Paris to the Moon... rocket just crashed.

I finished "Slouching Towards Bethlehem" and started Adam Gopnik's "Paris to the Moon." To be sure, I might have not given this book a fair chance, but 37 pages through it I had to stop before I choked on the extreme usage of French and the seemingly endless comparisons between American ways and the all-powerful, all-superior French. The reason I stopped reading this is because Gopnik states early in the book that his family is no Francophile... really, it is a statement that dooms the entire narrative. I might be ready to read this book some other time; right now, however, is not the time.

Didion's fantastic collection of essays ended with passages that were so well-written perhaps that's the reason why I couldn't get into Gopnik's glorification of the French.
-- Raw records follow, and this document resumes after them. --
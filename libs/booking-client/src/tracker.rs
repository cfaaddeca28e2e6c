use std::sync::atomic::{AtomicU64, Ordering};

use chrono::NaiveDate;
use tracing::debug;

/// Issued when a slot lookup starts; identifies that lookup among later ones.
#[derive(Debug, Clone, Copy, PartialEq, Eq)]
pub struct RequestTicket {
    generation: u64,
    pub date: NaiveDate,
}

/// Keeps only the newest slot lookup. A user clicking through dates fires
/// several lookups; a response whose ticket has been superseded is dropped.
#[derive(Debug, Default)]
pub struct SlotRequestTracker {
    latest: AtomicU64,
}

impl SlotRequestTracker {
    pub fn new() -> Self {
        Self::default()
    }

    pub fn issue(&self, date: NaiveDate) -> RequestTicket {
        let generation = self.latest.fetch_add(1, Ordering::SeqCst) + 1;
        RequestTicket { generation, date }
    }

    pub fn is_current(&self, ticket: &RequestTicket) -> bool {
        self.latest.load(Ordering::SeqCst) == ticket.generation
    }

    /// Returns the response if its ticket is still the newest.
    pub fn accept<T>(&self, ticket: &RequestTicket, response: T) -> Option<T> {
        if self.is_current(ticket) {
            Some(response)
        } else {
            debug!("Discarding stale slot response for {}", ticket.date);
            None
        }
    }
}
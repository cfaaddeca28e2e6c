use shared_models::auth::User;

/// Credentials for one signed-in user, handed to the client explicitly.
#[derive(Debug, Clone)]
pub struct AuthSession {
    pub token: String,
    pub user: User,
}

impl AuthSession {
    pub fn new(token: impl Into<String>, user: User) -> Self {
        Self {
            token: token.into(),
            user,
        }
    }
}
use std::sync::Arc;
use chrono::{Duration, Utc};
use hmac::{Hmac, Mac};
use sha2::Sha256;
use base64::{Engine as _, engine::general_purpose};
use serde_json::json;
use uuid::Uuid;

use shared_config::AppConfig;
use shared_models::auth::User;

pub struct TestConfig {
    pub jwt_secret: String,
    pub supabase_url: String,
    pub supabase_anon_key: String,
}

impl Default for TestConfig {
    fn default() -> Self {
        Self {
            jwt_secret: "test-secret-key-for-jwt-validation-must-be-long-enough".to_string(),
            supabase_url: "http://localhost:54321".to_string(),
            supabase_anon_key: "test-anon-key".to_string(),
        }
    }
}

impl TestConfig {
    pub fn to_app_config(&self) -> AppConfig {
        AppConfig {
            supabase_url: self.supabase_url.clone(),
            supabase_anon_key: self.supabase_anon_key.clone(),
            supabase_jwt_secret: self.jwt_secret.clone(),
            ..AppConfig::default()
        }
    }

    pub fn with_supabase_url(url: &str) -> Self {
        Self {
            supabase_url: url.to_string(),
            ..Self::default()
        }
    }

    pub fn to_arc(&self) -> Arc<AppConfig> {
        Arc::new(self.to_app_config())
    }
}

pub struct TestUser {
    pub id: String,
    pub email: String,
    pub role: String,
}

impl Default for TestUser {
    fn default() -> Self {
        Self {
            id: Uuid::new_v4().to_string(),
            email: "test@example.com".to_string(),
            role: "customer".to_string(),
        }
    }
}

impl TestUser {
    pub fn new(email: &str, role: &str) -> Self {
        Self {
            id: Uuid::new_v4().to_string(),
            email: email.to_string(),
            role: role.to_string(),
        }
    }

    pub fn doctor(email: &str) -> Self {
        Self::new(email, "doctor")
    }

    pub fn patient(email: &str) -> Self {
        Self::new(email, "customer")
    }

    pub fn admin(email: &str) -> Self {
        Self::new(email, "admin")
    }

    pub fn to_user(&self) -> User {
        User {
            id: self.id.clone(),
            email: Some(self.email.clone()),
            role: Some(self.role.clone()),
            name: Some("Test User".to_string()),
            metadata: None,
            created_at: Some(Utc::now()),
        }
    }
}

pub struct JwtTestUtils;

impl JwtTestUtils {
    pub fn create_test_token(user: &TestUser, secret: &str, exp_hours: Option<i64>) -> String {
        let now = Utc::now();
        let exp = now + Duration::hours(exp_hours.unwrap_or(24));

        let header = json!({
            "alg": "HS256",
            "typ": "JWT"
        });

        let payload = json!({
            "sub": user.id,
            "email": user.email,
            "role": user.role,
            "iat": now.timestamp(),
            "exp": exp.timestamp()
        });

        let header_encoded = general_purpose::URL_SAFE_NO_PAD.encode(header.to_string());
        let payload_encoded = general_purpose::URL_SAFE_NO_PAD.encode(payload.to_string());

        let signing_input = format!("{}.{}", header_encoded, payload_encoded);

        let mut mac = Hmac::<Sha256>::new_from_slice(secret.as_bytes())
            .expect("HMAC can take key of any size");
        mac.update(signing_input.as_bytes());
        let signature = mac.finalize().into_bytes();
        let signature_encoded = general_purpose::URL_SAFE_NO_PAD.encode(signature);

        format!("{}.{}", signing_input, signature_encoded)
    }

    pub fn create_expired_token(user: &TestUser, secret: &str) -> String {
        Self::create_test_token(user, secret, Some(-1))
    }

    pub fn create_invalid_signature_token(user: &TestUser) -> String {
        Self::create_test_token(user, "wrong-secret", Some(24))
    }

    pub fn create_malformed_token() -> String {
        "invalid.token.format".to_string()
    }
}

/// Canned PostgREST rows for `doctor_profiles` and `appointments`.
pub struct MockSupabaseResponses;

impl MockSupabaseResponses {
    pub fn doctor_profile_response(doctor_id: &str, user_id: &str) -> serde_json::Value {
        json!({
            "id": doctor_id,
            "user_id": user_id,
            "doctor_code": "DOC001",
            "full_name": "Dr. Asha Rao",
            "email": "asha@example.com",
            "specialty": "Cardiology",
            "experience": "10 years",
            "qualification": "MBBS, MD",
            "license_number": "MD123456",
            "bio": "Interventional cardiologist",
            "available_days": ["Monday", "Wednesday", "Friday"],
            "available_time_slots": ["9:00 AM - 10:00 AM", "10:00 AM - 11:00 AM", "2:00 PM - 3:00 PM"],
            "consultation_fee": 500.0,
            "is_profile_complete": true,
            "created_at": "2024-01-01T00:00:00Z",
            "updated_at": "2024-01-01T00:00:00Z"
        })
    }

    pub fn appointment_response(
        appointment_id: &str,
        patient_id: &str,
        doctor_id: &str,
        date: &str,
        time: &str,
        status: &str,
    ) -> serde_json::Value {
        json!({
            "id": appointment_id,
            "appointment_code": "APT00001",
            "patient_id": patient_id,
            "doctor_id": doctor_id,
            "appointment_date": date,
            "appointment_time": time,
            "reason": "Chest pain",
            "symptoms": "",
            "patient_name": "Ravi Kumar",
            "patient_age": 42,
            "patient_gender": "male",
            "patient_phone": "9876543210",
            "emergency_contact": "",
            "status": status,
            "consultation_fee": 500.0,
            "payment_status": true,
            "payment_method": "card",
            "payment_id": null,
            "company_fee": null,
            "refund_amount": null,
            "refunded": false,
            "created_at": "2024-01-01T00:00:00Z",
            "updated_at": "2024-01-01T00:00:00Z"
        })
    }

    pub fn error_response(message: &str, code: &str) -> serde_json::Value {
        json!({
            "message": message,
            "code": code
        })
    }
}
pub mod supabase;

pub use supabase::{database_error, DatabaseError, SupabaseClient};
use std::sync::Arc;

use axum::{
    middleware,
    routing::{get, patch, post},
    Router,
};

use shared_config::AppConfig;
use shared_utils::extractor::auth_middleware;

use crate::handlers;

pub fn appointment_routes(state: Arc<AppConfig>) -> Router {
    // All appointment operations require authentication
    let protected_routes = Router::new()
        .route("/", get(handlers::list_appointments).post(handlers::book_appointment))
        .route(
            "/{appointment_id}",
            get(handlers::get_appointment).put(handlers::reschedule_appointment),
        )
        .route("/{appointment_id}/cancel", post(handlers::cancel_appointment))
        .route("/{appointment_id}/status", patch(handlers::update_appointment_status))
        .layer(middleware::from_fn_with_state(state.clone(), auth_middleware));

    Router::new()
        .merge(protected_routes)
        .with_state(state)
}
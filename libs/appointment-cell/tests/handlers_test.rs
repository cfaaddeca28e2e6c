use std::sync::Arc;

use assert_matches::assert_matches;
use axum::{
    extract::{Extension, Path, Query, State},
    http::StatusCode,
    Json,
};
use axum_extra::TypedHeader;
use chrono::{Datelike, Duration, Local, NaiveDate, Weekday};
use headers::{authorization::Bearer, Authorization};
use serde_json::{json, Value};
use uuid::Uuid;
use wiremock::matchers::{body_partial_json, method, path, query_param};
use wiremock::{Mock, MockServer, ResponseTemplate};

use appointment_cell::handlers::*;
use appointment_cell::models::*;
use shared_config::AppConfig;
use shared_models::auth::User;
use shared_models::error::AppError;
use shared_utils::test_utils::{MockSupabaseResponses, TestConfig, TestUser};

fn config_for(server: &MockServer) -> Arc<AppConfig> {
    TestConfig::with_supabase_url(&server.uri()).to_arc()
}

fn auth_header() -> TypedHeader<Authorization<Bearer>> {
    TypedHeader(Authorization::bearer("test-token").unwrap())
}

/// First `weekday` at least three days out, clear of the reschedule cutoff.
fn upcoming(weekday: Weekday) -> NaiveDate {
    let mut date = Local::now().date_naive() + Duration::days(3);
    while date.weekday() != weekday {
        date += Duration::days(1);
    }
    date
}

fn booking_request(doctor_id: Uuid, date: NaiveDate, time: &str) -> BookAppointmentRequest {
    serde_json::from_value(json!({
        "doctor_id": doctor_id,
        "appointment_date": date,
        "appointment_time": time,
        "reason": "Chest pain",
        "patient_name": "Ravi Kumar",
        "patient_age": 42,
        "patient_gender": "male",
        "patient_phone": "9876543210",
        "payment_status": true,
        "payment_method": "card"
    }))
    .unwrap()
}

async fn mount_doctor(server: &MockServer, doctor_id: Uuid, user_id: &str) {
    let profile = MockSupabaseResponses::doctor_profile_response(&doctor_id.to_string(), user_id);

    Mock::given(method("GET"))
        .and(path("/rest/v1/doctor_profiles"))
        .and(query_param("id", format!("eq.{}", doctor_id)))
        .respond_with(ResponseTemplate::new(200).set_body_json(json!([profile.clone()])))
        .mount(server)
        .await;

    Mock::given(method("GET"))
        .and(path("/rest/v1/doctor_profiles"))
        .and(query_param("user_id", format!("eq.{}", user_id)))
        .respond_with(ResponseTemplate::new(200).set_body_json(json!([profile])))
        .mount(server)
        .await;
}

async fn mount_booked(server: &MockServer, date: NaiveDate, rows: Value) {
    Mock::given(method("GET"))
        .and(path("/rest/v1/appointments"))
        .and(query_param("appointment_date", format!("eq.{}", date)))
        .and(query_param("status", "neq.cancelled"))
        .respond_with(ResponseTemplate::new(200).set_body_json(rows))
        .mount(server)
        .await;
}

async fn mount_appointment(server: &MockServer, row: Value) {
    Mock::given(method("GET"))
        .and(path("/rest/v1/appointments"))
        .and(query_param("id", format!("eq.{}", row["id"].as_str().unwrap())))
        .respond_with(ResponseTemplate::new(200).set_body_json(json!([row])))
        .mount(server)
        .await;
}

fn appointment_row(id: Uuid, patient: &User, doctor_id: Uuid, date: NaiveDate, status: &str) -> Value {
    MockSupabaseResponses::appointment_response(
        &id.to_string(),
        &patient.id,
        &doctor_id.to_string(),
        &date.to_string(),
        "09:00:00",
        status,
    )
}
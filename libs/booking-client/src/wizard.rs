//! The four-step booking flow: pick a date and time, describe the patient,
//! pay, see the confirmation. Steps only move forward when the current one is
//! complete, and payment only completes through a successful submission.

use chrono::NaiveDate;
use thiserror::Error;
use tracing::debug;
use uuid::Uuid;

use appointment_cell::models::Appointment;
use doctor_cell::SlotTime;

use crate::api::NewAppointment;

const MAX_PATIENT_AGE: u32 = 150;

#[derive(Debug, Clone, Copy, PartialEq, Eq)]
pub enum WizardStep {
    SelectDateTime,
    PatientDetails,
    Payment,
    Confirmation,
}

#[derive(Debug, Clone, PartialEq, Eq, Error)]
pub enum WizardError {
    #[error("Choose a date first")]
    MissingDate,

    #[error("Choose a time slot first")]
    MissingTime,

    #[error("Please fill in: {}", .0.join(", "))]
    MissingFields(Vec<&'static str>),

    #[error("Patient age must be between 1 and 150")]
    InvalidAge,

    #[error("Not available at the {0:?} step")]
    WrongStep(WizardStep),

    #[error("Payment completes by submitting the booking")]
    SubmissionRequired,
}

#[derive(Debug, Clone, Default, PartialEq)]
pub struct PatientDetails {
    pub reason: String,
    pub symptoms: String,
    pub patient_name: String,
    pub patient_age: Option<u32>,
    pub patient_gender: String,
    pub patient_phone: String,
    pub emergency_contact: String,
}

impl PatientDetails {
    fn validate(&self) -> Result<u32, WizardError> {
        let missing: Vec<&'static str> = [
            ("reason", self.reason.as_str()),
            ("patient name", self.patient_name.as_str()),
            ("gender", self.patient_gender.as_str()),
            ("phone", self.patient_phone.as_str()),
        ]
        .into_iter()
        .filter(|(_, value)| value.trim().is_empty())
        .map(|(field, _)| field)
        .chain(self.patient_age.is_none().then_some("age"))
        .collect();

        if !missing.is_empty() {
            return Err(WizardError::MissingFields(missing));
        }

        match self.patient_age {
            Some(age) if (1..=MAX_PATIENT_AGE).contains(&age) => Ok(age),
            _ => Err(WizardError::InvalidAge),
        }
    }
}

#[derive(Debug, Clone)]
pub struct BookingWizard {
    doctor_id: Uuid,
    step: WizardStep,
    date: Option<NaiveDate>,
    time: Option<SlotTime>,
    pub details: PatientDetails,
    pub payment_method: Option<String>,
    confirmed: Option<Appointment>,
}

impl BookingWizard {
    pub fn new(doctor_id: Uuid) -> Self {
        Self {
            doctor_id,
            step: WizardStep::SelectDateTime,
            date: None,
            time: None,
            details: PatientDetails::default(),
            payment_method: None,
            confirmed: None,
        }
    }

    pub fn step(&self) -> WizardStep {
        self.step
    }

    pub fn date(&self) -> Option<NaiveDate> {
        self.date
    }

    pub fn time(&self) -> Option<SlotTime> {
        self.time
    }

    pub fn confirmed(&self) -> Option<&Appointment> {
        self.confirmed.as_ref()
    }

    /// A new date invalidates the chosen time, which may not exist on it.
    pub fn select_date(&mut self, date: NaiveDate) -> Result<(), WizardError> {
        self.require_step(WizardStep::SelectDateTime)?;
        if self.date != Some(date) {
            self.time = None;
        }
        self.date = Some(date);
        Ok(())
    }

    pub fn select_time(&mut self, time: SlotTime) -> Result<(), WizardError> {
        self.require_step(WizardStep::SelectDateTime)?;
        if self.date.is_none() {
            return Err(WizardError::MissingDate);
        }
        self.time = Some(time);
        Ok(())
    }

    pub fn next(&mut self) -> Result<WizardStep, WizardError> {
        let next = match self.step {
            WizardStep::SelectDateTime => {
                self.date.ok_or(WizardError::MissingDate)?;
                self.time.ok_or(WizardError::MissingTime)?;
                WizardStep::PatientDetails
            }
            WizardStep::PatientDetails => {
                self.details.validate()?;
                WizardStep::Payment
            }
            WizardStep::Payment => return Err(WizardError::SubmissionRequired),
            WizardStep::Confirmation => return Err(WizardError::WrongStep(WizardStep::Confirmation)),
        };

        debug!("Booking wizard {:?} -> {:?}", self.step, next);
        self.step = next;
        Ok(next)
    }

    pub fn back(&mut self) -> Result<WizardStep, WizardError> {
        let previous = match self.step {
            WizardStep::PatientDetails => WizardStep::SelectDateTime,
            WizardStep::Payment => WizardStep::PatientDetails,
            other => return Err(WizardError::WrongStep(other)),
        };

        self.step = previous;
        Ok(previous)
    }

    /// The request to send once the patient pays.
    pub fn submission(&self) -> Result<NewAppointment, WizardError> {
        self.require_step(WizardStep::Payment)?;

        let appointment_date = self.date.ok_or(WizardError::MissingDate)?;
        let appointment_time = self.time.ok_or(WizardError::MissingTime)?;
        let patient_age = self.details.validate()?;

        Ok(NewAppointment {
            doctor_id: self.doctor_id,
            appointment_date,
            appointment_time,
            reason: self.details.reason.trim().to_string(),
            symptoms: self.details.symptoms.trim().to_string(),
            patient_name: self.details.patient_name.trim().to_string(),
            patient_age,
            patient_gender: self.details.patient_gender.trim().to_string(),
            patient_phone: self.details.patient_phone.trim().to_string(),
            emergency_contact: self.details.emergency_contact.trim().to_string(),
            payment_status: true,
            payment_method: self.payment_method.clone(),
        })
    }

    /// Records the booked appointment and moves to the confirmation.
    pub fn complete(&mut self, appointment: Appointment) -> Result<(), WizardError> {
        self.require_step(WizardStep::Payment)?;
        self.confirmed = Some(appointment);
        self.step = WizardStep::Confirmation;
        Ok(())
    }

    fn require_step(&self, expected: WizardStep) -> Result<(), WizardError> {
        if self.step == expected {
            Ok(())
        } else {
            Err(WizardError::WrongStep(self.step))
        }
    }
}
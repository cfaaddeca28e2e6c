use chrono::{NaiveDate, NaiveDateTime};
use tracing::{debug, info, warn};

use crate::models::{AppointmentError, AppointmentStatus};

const SECONDS_PER_DAY: f64 = 86_400.0;

pub struct AppointmentLifecycleService;

impl Default for AppointmentLifecycleService {
    fn default() -> Self {
        Self::new()
    }
}

impl AppointmentLifecycleService {
    pub fn new() -> Self {
        Self
    }

    /// Validate that a status transition is allowed
    pub fn validate_status_transition(
        &self,
        current_status: AppointmentStatus,
        new_status: AppointmentStatus,
    ) -> Result<(), AppointmentError> {
        debug!("Validating status transition from {} to {}", current_status, new_status);

        if !self.get_valid_transitions(current_status).contains(&new_status) {
            warn!("Invalid status transition attempted: {} -> {}", current_status, new_status);
            return Err(AppointmentError::TransitionNotAllowed {
                from: current_status,
                to: new_status,
            });
        }

        info!("Status transition validated: {} -> {}", current_status, new_status);
        Ok(())
    }

    /// Get all valid next statuses for a given current status
    pub fn get_valid_transitions(&self, current_status: AppointmentStatus) -> Vec<AppointmentStatus> {
        match current_status {
            AppointmentStatus::Pending => vec![AppointmentStatus::Confirmed, AppointmentStatus::Cancelled],
            AppointmentStatus::Confirmed => vec![AppointmentStatus::Completed, AppointmentStatus::Cancelled],
            // Terminal states - no transitions allowed
            AppointmentStatus::Completed => vec![],
            AppointmentStatus::Cancelled => vec![],
        }
    }

    /// Only upcoming appointments can be moved or cancelled by the patient.
    pub fn ensure_modifiable(&self, current_status: AppointmentStatus) -> Result<(), AppointmentError> {
        match current_status {
            AppointmentStatus::Pending | AppointmentStatus::Confirmed => Ok(()),
            other => Err(AppointmentError::InvalidStatusTransition(other)),
        }
    }

    /// Whole days, rounded up, from `now` until the start of `appointment_date`.
    pub fn days_until(&self, appointment_date: NaiveDate, now: NaiveDateTime) -> i64 {
        let seconds = (appointment_date.and_time(chrono::NaiveTime::MIN) - now).num_seconds();
        (seconds as f64 / SECONDS_PER_DAY).ceil() as i64
    }

    /// Reschedule is open while the appointment is more than one day away.
    pub fn ensure_reschedulable(
        &self,
        current_status: AppointmentStatus,
        appointment_date: NaiveDate,
        now: NaiveDateTime,
    ) -> Result<(), AppointmentError> {
        self.ensure_modifiable(current_status)?;

        if self.days_until(appointment_date, now) <= 1 {
            return Err(AppointmentError::RescheduleWindowClosed);
        }
        Ok(())
    }
}
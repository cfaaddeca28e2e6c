use std::sync::Arc;

use axum::{routing::get, Router};

use appointment_cell::router::appointment_routes;
use doctor_cell::router::doctor_routes;
use shared_config::AppConfig;

pub fn create_router(state: Arc<AppConfig>) -> Router {
    Router::new()
        .route("/", get(|| async { "Arogya booking API is running!" }))
        .nest("/doctors", doctor_routes(state.clone()))
        .nest("/appointments", appointment_routes(state))
}
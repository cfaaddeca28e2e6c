pub mod codes;
pub mod extractor;
pub mod jwt;
pub mod test_utils;
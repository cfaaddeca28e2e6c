use tracing::debug;

use shared_config::AppConfig;

use crate::models::CancellationOutcome;

/// Splits a consultation fee on cancellation into the retained company fee
/// and the patient refund.
#[derive(Debug, Clone, Copy)]
pub struct CancellationPolicy {
    fee_rate: f64,
}

impl CancellationPolicy {
    pub fn new(config: &AppConfig) -> Self {
        Self::with_rate(config.cancellation_fee_rate())
    }

    pub fn with_rate(fee_rate: f64) -> Self {
        Self {
            fee_rate: fee_rate.clamp(0.0, 1.0),
        }
    }

    pub fn split(&self, consultation_fee: f64) -> CancellationOutcome {
        let company_fee = round_cents(consultation_fee * self.fee_rate);
        // refund is the remainder so the two always add back up to the fee
        let refund_amount = round_cents(consultation_fee - company_fee);

        debug!(
            "Cancellation split for fee {:.2}: company {:.2}, refund {:.2}",
            consultation_fee, company_fee, refund_amount
        );

        CancellationOutcome { company_fee, refund_amount }
    }
}

fn round_cents(amount: f64) -> f64 {
    (amount * 100.0).round() / 100.0
}
use std::fmt;
use std::str::FromStr;

use chrono::{DateTime, Utc};
use serde::{Deserialize, Serialize};

#[derive(Debug, Serialize, Deserialize)]
pub struct JwtHeader {
    pub alg: String,
    pub typ: String,
}

#[derive(Debug, Serialize, Deserialize)]
pub struct JwtClaims {
    pub sub: String,
    pub exp: Option<u64>,
    pub email: Option<String>,
    pub role: Option<String>,
    pub name: Option<String>,
    pub user_metadata: Option<serde_json::Value>,
    pub aud: Option<String>,
    pub iat: Option<u64>,
}

/// Application roles carried in the token's `role` claim.
#[derive(Debug, Clone, Copy, PartialEq, Eq, Hash, Serialize, Deserialize)]
#[serde(rename_all = "snake_case")]
pub enum Role {
    Customer,
    Doctor,
    Pharmacist,
    Admin,
}

impl Role {
    pub fn as_str(&self) -> &'static str {
        match self {
            Role::Customer => "customer",
            Role::Doctor => "doctor",
            Role::Pharmacist => "pharmacist",
            Role::Admin => "admin",
        }
    }
}

impl fmt::Display for Role {
    fn fmt(&self, f: &mut fmt::Formatter<'_>) -> fmt::Result {
        f.write_str(self.as_str())
    }
}

impl FromStr for Role {
    type Err = String;

    fn from_str(s: &str) -> Result<Self, Self::Err> {
        match s.trim().to_ascii_lowercase().as_str() {
            // "patient" is what older tokens carry for customers
            "customer" | "patient" => Ok(Role::Customer),
            "doctor" => Ok(Role::Doctor),
            "pharmacist" => Ok(Role::Pharmacist),
            "admin" => Ok(Role::Admin),
            other => Err(format!("Unknown role: {}", other)),
        }
    }
}

#[derive(Debug, Clone, Serialize, Deserialize)]
pub struct User {
    pub id: String,
    pub email: Option<String>,
    pub role: Option<String>,
    pub name: Option<String>,
    pub metadata: Option<serde_json::Value>,
    pub created_at: Option<DateTime<Utc>>,
}

impl User {
    pub fn parsed_role(&self) -> Option<Role> {
        self.role.as_deref().and_then(|r| r.parse().ok())
    }

    pub fn has_role(&self, role: Role) -> bool {
        self.parsed_role() == Some(role)
    }
}

#[derive(Debug, Serialize, Deserialize)]
pub struct TokenResponse {
    pub valid: bool,
    pub user_id: String,
    pub email: Option<String>,
    pub role: Option<String>,
}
Here's a passage from Didion that is rapidly climbing to the top of my favorite passages: "That was the year, my twenty-eight, when I was discovering that not all promises would be kept, that some things are in fact irrevocable and that it had counted after all, every evasion and every procrastination, every mistake, every word, all of it." And then... "From my office I could look across town to the weather signal on the Mutual of New York Building and the lights that alternately spelled out TIME and LIFE above Rockefeller Plaza; that pleased me obscurely, and so did walking uptown in the mauve eight o'clock of early summer evenings and looking at things, Lowestoft tureens in Fifty-seventh Street windows, people in evening clothes trying to get taxis, the trees just coming into full leaf, the lambent air, all the sweet promises of money and summer." Maybe this is the reason why I can't read about Paris... after reading such wonderful descriptions of New York. This last passage reminds me of one by F. Scott Fitzgerald that reads like a description of manic-depression: "And lastly from that period I remember riding in a taxi one afternoon between the very tall buildings under a mauve and rosy sky; I began to bawl because I had everything I wanted and I knew I would never be so happy again."

So, I am putting Gopnik's book aside, until I feel better prepared to face the "Paris-is-the-new-Jerusalem" prose he presents.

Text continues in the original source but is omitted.